Inoltre, le banche greche sono ovviamente soggette a tagli obbligazionari, il problema è che sono sottocapitalizzate. Attualmente gli istituti ellenici hanno una ratio core tier 1 media di circa l’8%: questo comporta il fatto che i tagli obbligazionari andrebbero a colpire il portafoglio di debito, abbassando il capitale e rendendo necessaria una ricapitalizzazione. Conseguentemente a questo, ogni euro salvato dal governo sul suo debito attraverso la politica di haircuts finirebbe per essere iniettato nelle banche greche. Ovvero, l’equivalente di avere il debito greco detenuto dalla banche greche escluso dai tagli. Insomma, come anticipato, un haircut del 50% porterebbe a una riduzione dello stock di debito greco solo del 22%, al netto della ricapitalizzazione delle banche.
Non basta, visto che conti alla mano, per abbattere del 50% il suo debito, la Grecia dovrebbe implementare il piano fino ad haircuts del 100%, ovvero ripudiare integralmente il suo debito. La pensa così Stephane Deo di Ubs, secondo cui «la Grecia deve ripudiare il suo debito interamente con un haircut del 100% per le banche per garantirsi un minimo di ossigeno e tornare a respirare». Già, la remissione del debito. La stessa ricetta invocata in queste ore da tutti gli indignados del mondo al grido “not our debt”, le stesse istanze difese e capite da banchieri centrali e non, che invece dovrebbero dare risposte rispetto alla solvibilità di quel debito e ai tagli che gli investitori dovranno subire. Un bel cortocircuito, insomma. Ma a che gioco stanno giocando? Ancora una volta ripeto che comincio a non capire più nulla, ma la puzza di bruciato si sente lontano un miglio.
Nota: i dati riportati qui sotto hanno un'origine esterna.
use super::Operation;

pub const ME: Operation = Operation::query(
    "Me",
    r#"query Me {
  me {
    id
    name
    email
  }
}"#,
);

pub const LIST_PROJECTS: Operation = Operation::query(
    "ListProjects",
    r#"query ListProjects {
  me {
    projects {
      edges {
        node {
          id
          name
          description
          createdAt
          updatedAt
          environments {
            edges {
              node {
                id
                name
              }
            }
          }
          services {
            edges {
              node {
                id
                name
              }
            }
          }
        }
      }
    }
  }
}"#,
);

pub const GET_PROJECT: Operation = Operation::query(
    "GetProject",
    r#"query GetProject($projectId: String!) {
  project(id: $projectId) {
    id
    name
    description
    createdAt
    updatedAt
    environments {
      edges {
        node {
          id
          name
        }
      }
    }
    services {
      edges {
        node {
          id
          name
        }
      }
    }
  }
}"#,
);

pub const LIST_SERVICES: Operation = Operation::query(
    "ListServices",
    r#"query ListServices($projectId: String!) {
  project(id: $projectId) {
    services {
      edges {
        node {
          id
          name
          icon
          createdAt
          updatedAt
        }
      }
    }
  }
}"#,
);

pub const GET_SERVICE: Operation = Operation::query(
    "GetService",
    r#"query GetService($serviceId: String!) {
  service(id: $serviceId) {
    id
    name
    icon
    createdAt
    updatedAt
    projectId
  }
}"#,
);

pub const LIST_ENVIRONMENTS: Operation = Operation::query(
    "ListEnvironments",
    r#"query ListEnvironments($projectId: String!) {
  project(id: $projectId) {
    environments {
      edges {
        node {
          id
          name
          createdAt
          updatedAt
        }
      }
    }
  }
}"#,
);

pub const LIST_DEPLOYMENTS: Operation = Operation::query(
    "ListDeployments",
    r#"query ListDeployments($serviceId: String!, $environmentId: String!, $first: Int) {
  deployments(
    input: { serviceId: $serviceId, environmentId: $environmentId }
    first: $first
  ) {
    edges {
      node {
        id
        status
        createdAt
        updatedAt
        staticUrl
        meta
      }
    }
  }
}"#,
);

pub const GET_DEPLOYMENT: Operation = Operation::query(
    "GetDeployment",
    r#"query GetDeployment($deploymentId: String!) {
  deployment(id: $deploymentId) {
    id
    status
    createdAt
    updatedAt
    staticUrl
    meta
  }
}"#,
);

pub const LIST_VARIABLES: Operation = Operation::query(
    "ListVariables",
    r#"query ListVariables($projectId: String!, $environmentId: String!, $serviceId: String) {
  variables(
    projectId: $projectId
    environmentId: $environmentId
    serviceId: $serviceId
  )
}"#,
);

pub const GET_BUILD_LOGS: Operation = Operation::query(
    "GetBuildLogs",
    r#"query GetBuildLogs($deploymentId: String!, $limit: Int) {
  buildLogs(deploymentId: $deploymentId, limit: $limit) {
    message
    timestamp
    severity
  }
}"#,
);

pub const GET_DEPLOYMENT_LOGS: Operation = Operation::query(
    "GetDeploymentLogs",
    r#"query GetDeploymentLogs($deploymentId: String!, $limit: Int) {
  deploymentLogs(deploymentId: $deploymentId, limit: $limit) {
    message
    timestamp
    severity
  }
}"#,
);

pub const LIST_DOMAINS: Operation = Operation::query(
    "ListDomains",
    r#"query ListDomains($projectId: String!, $environmentId: String!, $serviceId: String!) {
  domains(
    projectId: $projectId
    environmentId: $environmentId
    serviceId: $serviceId
  ) {
    serviceDomains {
      id
      domain
      suffix
      createdAt
    }
    customDomains {
      id
      domain
      status {
        dnsRecords {
          hostlabel
          requiredValue
          currentValue
          status
        }
      }
      createdAt
    }
  }
}"#,
);

pub const LIST_TEMPLATES: Operation = Operation::query(
    "ListTemplates",
    r#"query ListTemplates($first: Int) {
  templates(first: $first) {
    edges {
      node {
        id
        code
        name
        description
        category
        health
        activeProjects
      }
    }
  }
}"#,
);

pub const GET_TEMPLATE: Operation = Operation::query(
    "GetTemplate",
    r#"query GetTemplate($code: String!) {
  template(code: $code) {
    id
    code
    name
    description
    category
    health
    activeProjects
    services {
      name
      icon
    }
  }
}"#,
);

pub(super) const ALL: [&Operation; 14] = [
    &ME,
    &LIST_PROJECTS,
    &GET_PROJECT,
    &LIST_SERVICES,
    &GET_SERVICE,
    &LIST_ENVIRONMENTS,
    &LIST_DEPLOYMENTS,
    &GET_DEPLOYMENT,
    &LIST_VARIABLES,
    &GET_BUILD_LOGS,
    &GET_DEPLOYMENT_LOGS,
    &LIST_DOMAINS,
    &LIST_TEMPLATES,
    &GET_TEMPLATE,
];

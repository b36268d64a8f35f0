use super::{ProjectInput, outcome};
use crate::client::RailwayClient;
use crate::errors::RailwayError;
use crate::graphql::Variables;
use crate::operations::{mutations, queries};
use crate::pagination::{Connection, nodes};
use schemars::JsonSchema;
use serde::{Deserialize, Serialize};

/// An environment in a project
#[derive(Debug, Clone, Default, PartialEq, Deserialize, Serialize)]
#[serde(rename_all = "camelCase")]
pub struct Environment {
    pub id: Option<String>,
    pub name: Option<String>,
    pub created_at: Option<String>,
    pub updated_at: Option<String>,
}

/// An environment along with the project it belongs to
#[derive(Debug, PartialEq, Serialize)]
#[serde(rename_all = "camelCase")]
pub struct LinkedEnvironment {
    pub id: Option<String>,
    pub name: Option<String>,
    pub project_id: String,
    pub created_at: Option<String>,
    pub updated_at: Option<String>,
}

#[derive(Deserialize)]
struct ListEnvironmentsData {
    project: Option<ProjectEnvironments>,
}

#[derive(Deserialize)]
struct ProjectEnvironments {
    environments: Option<Connection<Environment>>,
}

pub async fn list_environments(
    client: &RailwayClient,
    input: ProjectInput,
) -> Result<Vec<Environment>, RailwayError> {
    let data: ListEnvironmentsData = queries::LIST_ENVIRONMENTS
        .fetch(client, Variables::new().with("projectId", input.project_id))
        .await?;

    Ok(nodes(data.project.and_then(|project| project.environments)))
}

/// Input for the create_environment tool
#[derive(Debug, Deserialize, JsonSchema)]
pub struct CreateEnvironmentInput {
    /// The Railway project ID
    pub project_id: String,
    /// Name for the new environment
    pub name: String,
}

/// A freshly created environment
#[derive(Debug, Default, PartialEq, Deserialize, Serialize)]
#[serde(rename_all = "camelCase")]
pub struct CreatedEnvironment {
    pub id: Option<String>,
    pub name: Option<String>,
    pub created_at: Option<String>,
}

#[derive(Deserialize)]
#[serde(rename_all = "camelCase")]
struct CreateEnvironmentData {
    environment_create: Option<CreatedEnvironment>,
}

pub async fn create_environment(
    client: &RailwayClient,
    input: CreateEnvironmentInput,
) -> Result<CreatedEnvironment, RailwayError> {
    let variables = Variables::new()
        .with("projectId", input.project_id)
        .with("name", input.name);

    let data: CreateEnvironmentData =
        mutations::CREATE_ENVIRONMENT.fetch(client, variables).await?;

    Ok(data.environment_create.unwrap_or_default())
}

/// Input for the link_environment tool
#[derive(Debug, Deserialize, JsonSchema)]
pub struct LinkEnvironmentInput {
    /// The Railway project ID
    pub project_id: String,
    /// The Railway environment ID
    pub environment_id: String,
}

/// Find an environment by scanning its project, since Railway has no direct lookup for it
pub async fn link_environment(
    client: &RailwayClient,
    input: LinkEnvironmentInput,
) -> Result<LinkedEnvironment, RailwayError> {
    let data: ListEnvironmentsData = queries::LIST_ENVIRONMENTS
        .fetch(client, Variables::new().with("projectId", input.project_id.as_str()))
        .await?;

    let Some(project) = data.project else {
        return Err(RailwayError::ProjectNotFound(input.project_id));
    };

    nodes(project.environments)
        .into_iter()
        .find(|environment| environment.id.as_deref() == Some(input.environment_id.as_str()))
        .map(|environment| LinkedEnvironment {
            id: environment.id,
            name: environment.name,
            project_id: input.project_id.clone(),
            created_at: environment.created_at,
            updated_at: environment.updated_at,
        })
        .ok_or_else(|| RailwayError::EnvironmentNotFound {
            project_id: input.project_id.clone(),
            environment_id: input.environment_id.clone(),
        })
}

/// Input for tools acting on an environment
#[derive(Debug, Deserialize, JsonSchema)]
pub struct EnvironmentInput {
    /// The Railway environment ID
    pub environment_id: String,
}

/// The outcome of deleting an environment
#[derive(Debug, PartialEq, Serialize)]
#[serde(rename_all = "camelCase")]
pub struct DeletedEnvironment {
    pub success: bool,
    pub environment_id: String,
    pub message: &'static str,
}

#[derive(Deserialize)]
#[serde(rename_all = "camelCase")]
struct DeleteEnvironmentData {
    environment_delete: Option<bool>,
}

pub async fn delete_environment(
    client: &RailwayClient,
    input: EnvironmentInput,
) -> Result<DeletedEnvironment, RailwayError> {
    let data: DeleteEnvironmentData = mutations::DELETE_ENVIRONMENT
        .fetch(
            client,
            Variables::new().with("environmentId", input.environment_id.as_str()),
        )
        .await?;
    let success = data.environment_delete.unwrap_or(false);

    Ok(DeletedEnvironment {
        success,
        environment_id: input.environment_id,
        message: outcome(
            success,
            "Environment deleted successfully",
            "Failed to delete environment",
        ),
    })
}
Occhi aperti, non vorrei che la sempre maggiore simpatia globale (debitamente indotta dai media) che attornia indignados di ogni foggia e fattura diventasse l’alibi per lorsignori al fine di far pagare sempre agli stessi i costi della crisi. Azzarderò l’inazzardabile, ma coloro i quali oggi riempiono le piazze per protestare contro le banche, sono proprio i migliori alleati – ancorché per la gran parte, inconsapevoli e in buona fede – di istituti di credito e governi. Godiamoci questi ultimi giorni di balletti politici e falsi rally borsistici basati sulla speranza (e chi visse sperando…), tra poco sarà davvero il caos.